EXERCISE BRIEF → Which lines in the listing below contain "whose"? Copy each of them.

*** RECORDED INFORMATION ***

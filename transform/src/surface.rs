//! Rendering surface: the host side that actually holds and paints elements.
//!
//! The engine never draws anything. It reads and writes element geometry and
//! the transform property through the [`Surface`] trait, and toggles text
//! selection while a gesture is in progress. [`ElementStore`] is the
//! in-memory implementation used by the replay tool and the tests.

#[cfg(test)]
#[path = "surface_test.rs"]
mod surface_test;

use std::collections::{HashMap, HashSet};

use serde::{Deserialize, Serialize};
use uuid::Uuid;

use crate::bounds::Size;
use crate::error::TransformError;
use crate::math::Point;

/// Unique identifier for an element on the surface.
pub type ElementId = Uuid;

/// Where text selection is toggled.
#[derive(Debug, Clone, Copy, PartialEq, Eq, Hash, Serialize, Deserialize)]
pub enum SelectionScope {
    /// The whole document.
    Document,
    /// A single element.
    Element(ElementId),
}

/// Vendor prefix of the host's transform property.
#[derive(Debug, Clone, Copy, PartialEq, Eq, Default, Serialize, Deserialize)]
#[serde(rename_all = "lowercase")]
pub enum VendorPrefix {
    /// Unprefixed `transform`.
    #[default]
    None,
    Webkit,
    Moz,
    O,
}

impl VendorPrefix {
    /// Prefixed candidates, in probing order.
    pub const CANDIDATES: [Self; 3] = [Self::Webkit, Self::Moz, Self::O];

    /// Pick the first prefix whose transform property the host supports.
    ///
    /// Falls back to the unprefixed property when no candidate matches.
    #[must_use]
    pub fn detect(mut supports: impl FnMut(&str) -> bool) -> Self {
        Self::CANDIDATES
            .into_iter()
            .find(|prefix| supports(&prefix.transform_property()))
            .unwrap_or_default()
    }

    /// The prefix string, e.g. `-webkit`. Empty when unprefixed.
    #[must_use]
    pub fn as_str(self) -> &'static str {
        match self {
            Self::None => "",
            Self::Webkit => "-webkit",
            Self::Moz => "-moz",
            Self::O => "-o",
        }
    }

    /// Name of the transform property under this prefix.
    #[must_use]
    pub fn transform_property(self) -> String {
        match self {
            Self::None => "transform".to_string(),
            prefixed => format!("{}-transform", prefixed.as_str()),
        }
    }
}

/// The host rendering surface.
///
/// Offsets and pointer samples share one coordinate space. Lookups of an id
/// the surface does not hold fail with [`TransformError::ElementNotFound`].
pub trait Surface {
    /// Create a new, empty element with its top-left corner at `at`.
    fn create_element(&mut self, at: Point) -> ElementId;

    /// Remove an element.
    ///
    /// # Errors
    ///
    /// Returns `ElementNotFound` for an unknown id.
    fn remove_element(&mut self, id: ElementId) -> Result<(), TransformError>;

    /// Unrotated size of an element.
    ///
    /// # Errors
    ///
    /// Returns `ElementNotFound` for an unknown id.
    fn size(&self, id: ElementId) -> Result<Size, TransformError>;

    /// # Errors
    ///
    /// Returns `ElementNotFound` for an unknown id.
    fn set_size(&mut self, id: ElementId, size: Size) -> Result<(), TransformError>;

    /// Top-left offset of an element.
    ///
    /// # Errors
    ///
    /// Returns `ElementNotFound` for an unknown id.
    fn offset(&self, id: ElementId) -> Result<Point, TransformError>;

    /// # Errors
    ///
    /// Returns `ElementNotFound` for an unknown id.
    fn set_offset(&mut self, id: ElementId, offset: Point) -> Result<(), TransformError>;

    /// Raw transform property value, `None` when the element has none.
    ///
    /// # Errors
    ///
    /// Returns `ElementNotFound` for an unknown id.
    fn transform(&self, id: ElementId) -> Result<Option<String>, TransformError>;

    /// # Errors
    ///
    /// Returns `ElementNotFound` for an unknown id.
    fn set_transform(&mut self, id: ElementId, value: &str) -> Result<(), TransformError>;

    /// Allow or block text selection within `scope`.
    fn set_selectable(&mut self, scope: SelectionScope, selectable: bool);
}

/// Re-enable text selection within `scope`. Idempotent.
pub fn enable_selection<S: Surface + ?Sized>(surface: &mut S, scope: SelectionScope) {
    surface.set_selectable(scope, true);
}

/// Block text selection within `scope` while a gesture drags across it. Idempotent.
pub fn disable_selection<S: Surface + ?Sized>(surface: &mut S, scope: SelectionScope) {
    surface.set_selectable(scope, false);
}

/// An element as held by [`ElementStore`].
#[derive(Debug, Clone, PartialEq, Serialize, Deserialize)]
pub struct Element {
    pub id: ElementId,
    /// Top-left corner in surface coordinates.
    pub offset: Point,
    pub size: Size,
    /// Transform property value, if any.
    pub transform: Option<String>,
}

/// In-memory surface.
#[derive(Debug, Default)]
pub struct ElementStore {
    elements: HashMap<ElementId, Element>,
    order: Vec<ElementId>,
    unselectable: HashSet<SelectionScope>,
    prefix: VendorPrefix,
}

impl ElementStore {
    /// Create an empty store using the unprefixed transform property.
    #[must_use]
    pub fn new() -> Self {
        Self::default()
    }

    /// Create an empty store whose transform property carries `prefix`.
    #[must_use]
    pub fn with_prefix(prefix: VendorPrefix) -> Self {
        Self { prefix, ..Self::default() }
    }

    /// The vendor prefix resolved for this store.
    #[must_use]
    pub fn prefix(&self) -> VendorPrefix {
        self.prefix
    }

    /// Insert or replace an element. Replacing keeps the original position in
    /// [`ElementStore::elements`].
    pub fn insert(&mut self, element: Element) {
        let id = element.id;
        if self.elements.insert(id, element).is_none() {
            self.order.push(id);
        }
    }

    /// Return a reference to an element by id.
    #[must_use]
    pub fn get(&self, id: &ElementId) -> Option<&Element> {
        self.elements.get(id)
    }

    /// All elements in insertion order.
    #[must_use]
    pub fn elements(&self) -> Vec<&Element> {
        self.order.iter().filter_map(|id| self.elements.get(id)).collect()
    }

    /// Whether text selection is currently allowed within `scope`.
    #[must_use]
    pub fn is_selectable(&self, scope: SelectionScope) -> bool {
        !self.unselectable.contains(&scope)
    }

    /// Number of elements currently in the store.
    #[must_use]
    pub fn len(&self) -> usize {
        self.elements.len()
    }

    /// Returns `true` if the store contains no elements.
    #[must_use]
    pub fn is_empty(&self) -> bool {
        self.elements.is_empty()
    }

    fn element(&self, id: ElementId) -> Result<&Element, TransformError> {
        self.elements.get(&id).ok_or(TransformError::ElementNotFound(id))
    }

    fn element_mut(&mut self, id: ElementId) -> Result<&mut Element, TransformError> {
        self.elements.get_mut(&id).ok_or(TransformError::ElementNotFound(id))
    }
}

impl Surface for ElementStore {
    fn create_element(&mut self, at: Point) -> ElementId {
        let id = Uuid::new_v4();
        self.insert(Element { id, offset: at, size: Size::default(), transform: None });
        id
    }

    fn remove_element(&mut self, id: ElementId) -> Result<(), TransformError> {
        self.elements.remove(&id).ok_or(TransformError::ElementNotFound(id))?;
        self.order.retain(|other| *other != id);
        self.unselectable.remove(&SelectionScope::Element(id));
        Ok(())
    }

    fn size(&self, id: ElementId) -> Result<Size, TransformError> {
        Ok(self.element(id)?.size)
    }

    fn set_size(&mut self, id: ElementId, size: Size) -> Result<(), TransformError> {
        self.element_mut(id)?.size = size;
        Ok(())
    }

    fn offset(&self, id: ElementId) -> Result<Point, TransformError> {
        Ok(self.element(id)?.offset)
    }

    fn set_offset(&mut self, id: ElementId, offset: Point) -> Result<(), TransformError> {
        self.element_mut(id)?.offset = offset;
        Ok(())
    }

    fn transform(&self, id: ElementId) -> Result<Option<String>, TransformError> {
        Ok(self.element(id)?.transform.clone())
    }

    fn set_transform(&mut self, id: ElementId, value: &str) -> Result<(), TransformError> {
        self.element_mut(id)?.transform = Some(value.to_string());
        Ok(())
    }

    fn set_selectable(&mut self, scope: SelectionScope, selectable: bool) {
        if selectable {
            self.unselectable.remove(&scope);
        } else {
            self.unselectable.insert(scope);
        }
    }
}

***

WRITTEN SOLUTION →
    /// Pick the first prefix whose transform property the host supports.
    /// Create an empty store whose transform property carries `prefix`.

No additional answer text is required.